Fast-food franchisees will have to be dragged to a forced employee health insurance program, if Janney chain-restaurant analyst Mark Kalinowski's 40th (quarterly, formerly bimonthly) survey of McDonald's operators is a guide.

Kalinowski asked 29 operators of 192 U.S. Mickey Ds about business conditions, and added a special question about how Congress's mandatory health insurance proposals would affect their stores. Operators estimated it would add $40,000 to $150,000 to yearly operating expenses, per store.

And boy, did they squawk: "It will crush us." "The business will no longer make sense." "It will affect hiring and salary decisions." "I hope (the non-compliance) penalty is tax deductibile!" 

Plus: "Dollar Menu for all competitors will be gone."
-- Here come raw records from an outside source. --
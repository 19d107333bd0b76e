//! Moving average, RSI, and pivot helpers shared by the pattern predicates.
//!
//! All functions are pure over in-memory bar slices. Indicator series are
//! returned aligned to the input with `None` where the value is undefined.

use crate::models::Kline;

/// Exponential moving average, seeded from the simple average of the first
/// `period` closes, then recursive with alpha = 2 / (period + 1).
pub fn ema_series(closes: &[f64], period: usize) -> Vec<Option<f64>> {
    let mut out = vec![None; closes.len()];
    if period == 0 || closes.len() < period {
        return out;
    }

    let seed: f64 = closes[..period].iter().sum::<f64>() / period as f64;
    out[period - 1] = Some(seed);

    let alpha = 2.0 / (period as f64 + 1.0);
    let mut prev = seed;
    for i in period..closes.len() {
        let next = (closes[i] - prev) * alpha + prev;
        out[i] = Some(next);
        prev = next;
    }

    out
}

/// Wilder's RSI. The first `period` deltas form the seed average gain/loss;
/// subsequent steps use smoothed averaging `(prev * (period - 1) + new) / period`.
pub fn rsi_series(closes: &[f64], period: usize) -> Vec<Option<f64>> {
    let mut out = vec![None; closes.len()];
    if period == 0 || closes.len() < period + 1 {
        return out;
    }

    let mut avg_gain = 0.0;
    let mut avg_loss = 0.0;
    for i in 1..=period {
        let delta = closes[i] - closes[i - 1];
        if delta > 0.0 {
            avg_gain += delta;
        } else {
            avg_loss += -delta;
        }
    }
    avg_gain /= period as f64;
    avg_loss /= period as f64;
    out[period] = Some(rsi_value(avg_gain, avg_loss));

    for i in (period + 1)..closes.len() {
        let delta = closes[i] - closes[i - 1];
        let (gain, loss) = if delta > 0.0 {
            (delta, 0.0)
        } else {
            (0.0, -delta)
        };
        avg_gain = (avg_gain * (period as f64 - 1.0) + gain) / period as f64;
        avg_loss = (avg_loss * (period as f64 - 1.0) + loss) / period as f64;
        out[i] = Some(rsi_value(avg_gain, avg_loss));
    }

    out
}

fn rsi_value(avg_gain: f64, avg_loss: f64) -> f64 {
    if avg_loss == 0.0 {
        return 100.0;
    }
    if avg_gain == 0.0 {
        return 0.0;
    }
    100.0 - 100.0 / (1.0 + avg_gain / avg_loss)
}

/// Fixed neighbourhood for pivot detection.
pub const PIVOT_SPAN: usize = 2;

/// A local extremum: absolute index into the bar slice plus its price.
#[derive(Debug, Clone, Copy, PartialEq)]
pub struct Pivot {
    pub idx: usize,
    pub price: f64,
}

/// Pivot highs with up to `lookback` candidate centers, taken from the last
/// `lookback + 2 * PIVOT_SPAN` bars so each center has a full neighbourhood.
/// Returned in ascending index order.
pub fn pivot_highs(bars: &[Kline], lookback: usize) -> Vec<Pivot> {
    find_pivots(bars, lookback, |b| b.high, |center, neighbour| {
        center > neighbour
    })
}

/// Pivot lows, symmetric to [`pivot_highs`].
pub fn pivot_lows(bars: &[Kline], lookback: usize) -> Vec<Pivot> {
    find_pivots(bars, lookback, |b| b.low, |center, neighbour| {
        center < neighbour
    })
}

fn find_pivots(
    bars: &[Kline],
    lookback: usize,
    value: impl Fn(&Kline) -> f64,
    beats: impl Fn(f64, f64) -> bool,
) -> Vec<Pivot> {
    let len = bars.len();
    if len < 2 * PIVOT_SPAN + 1 {
        return Vec::new();
    }

    let window_start = len.saturating_sub(lookback + 2 * PIVOT_SPAN);
    let first = window_start + PIVOT_SPAN;
    let last = len - PIVOT_SPAN; // exclusive

    let mut pivots = Vec::new();
    for i in first..last {
        let center = value(&bars[i]);
        let is_pivot = (1..=PIVOT_SPAN).all(|d| {
            beats(center, value(&bars[i - d])) && beats(center, value(&bars[i + d]))
        });
        if is_pivot {
            pivots.push(Pivot {
                idx: i,
                price: center,
            });
        }
    }

    pivots
}

#[cfg(test)]
mod tests {
    use super::*;

    fn bar(high: f64, low: f64) -> Kline {
        Kline {
            open_time: 0,
            close_time: 0,
            open: (high + low) / 2.0,
            high,
            low,
            close: (high + low) / 2.0,
            volume: 0.0,
            trades_count: None,
        }
    }

    #[test]
    fn test_ema_seed_is_simple_average() {
        let closes = [2.0, 4.0, 6.0];
        let ema = ema_series(&closes, 3);
        assert_eq!(ema[0], None);
        assert_eq!(ema[1], None);
        assert_eq!(ema[2], Some(4.0));
    }

    #[test]
    fn test_ema_recursion() {
        let closes = [1.0, 2.0, 3.0, 10.0];
        let ema = ema_series(&closes, 3);
        // seed 2.0, alpha 0.5 -> (10 - 2) * 0.5 + 2 = 6.0
        assert_eq!(ema[3], Some(6.0));
    }

    #[test]
    fn test_ema_insufficient_data() {
        let closes = [1.0, 2.0];
        assert!(ema_series(&closes, 3).iter().all(|v| v.is_none()));
    }

    #[test]
    fn test_rsi_all_gains_is_100() {
        let closes: Vec<f64> = (0..20).map(|i| 100.0 + i as f64).collect();
        let rsi = rsi_series(&closes, 14);
        assert_eq!(rsi[14], Some(100.0));
        assert_eq!(rsi[19], Some(100.0));
    }

    #[test]
    fn test_rsi_all_losses_is_0() {
        let closes: Vec<f64> = (0..20).map(|i| 100.0 - i as f64).collect();
        let rsi = rsi_series(&closes, 14);
        assert_eq!(rsi[14], Some(0.0));
    }

    #[test]
    fn test_rsi_balanced_is_50() {
        // Alternating +1/-1 deltas give equal avg gain and loss at the seed.
        let mut closes = vec![100.0];
        for i in 0..14 {
            let last = *closes.last().unwrap();
            closes.push(if i % 2 == 0 { last + 1.0 } else { last - 1.0 });
        }
        let rsi = rsi_series(&closes, 14);
        let v = rsi[14].unwrap();
        assert!((v - 50.0).abs() < 1e-9, "rsi {}", v);
    }

    #[test]
    fn test_pivot_high_detection() {
        // Highs: 1 2 3 9 3 2 1 -> single pivot at idx 3.
        let highs = [1.0, 2.0, 3.0, 9.0, 3.0, 2.0, 1.0];
        let bars: Vec<Kline> = highs.iter().map(|&h| bar(h, h - 1.0)).collect();
        let pivots = pivot_highs(&bars, 10);
        assert_eq!(pivots.len(), 1);
        assert_eq!(pivots[0].idx, 3);
        assert_eq!(pivots[0].price, 9.0);
    }

    #[test]
    fn test_pivot_requires_strict_dominance() {
        // Plateau: equal neighbour means no pivot.
        let highs = [1.0, 2.0, 9.0, 9.0, 3.0, 2.0, 1.0];
        let bars: Vec<Kline> = highs.iter().map(|&h| bar(h, h - 1.0)).collect();
        assert!(pivot_highs(&bars, 10).is_empty());
    }

    #[test]
    fn test_pivot_low_detection() {
        let lows = [5.0, 4.0, 1.0, 4.0, 5.0, 6.0, 7.0];
        let bars: Vec<Kline> = lows.iter().map(|&l| bar(l + 1.0, l)).collect();
        let pivots = pivot_lows(&bars, 10);
        assert_eq!(pivots.len(), 1);
        assert_eq!(pivots[0].idx, 2);
    }

    #[test]
    fn test_pivot_outermost_bars_excluded() {
        // Highest bar sits at the edge of the slice; span bars there are not
        // eligible centers.
        let highs = [1.0, 2.0, 3.0, 4.0, 5.0, 6.0, 9.0];
        let bars: Vec<Kline> = highs.iter().map(|&h| bar(h, h - 1.0)).collect();
        assert!(pivot_highs(&bars, 10).is_empty());
    }
}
But McDonald's franchisees aren't just scared of what Congress will do. They also rate the economy just 2.2 on a scale of 1 to 5 - lowest in the survey's history, according to Kalinowski. They rate relations with the parent McDonald's corporation even worse - just 1.7, below the 2.2 survey average - after poorly-received McCafe and Monopoly promotions and relentless demands for restaurant upgrades financed by franchiser profits or loans.

Still, one operator was upbeat: "The best thing we have going for us is that operator relations and strategies are even worse for our main competitors, especially Burger King," which Kalinowski rates "Buy" at current prices. He's "Neutral" about McDonald's.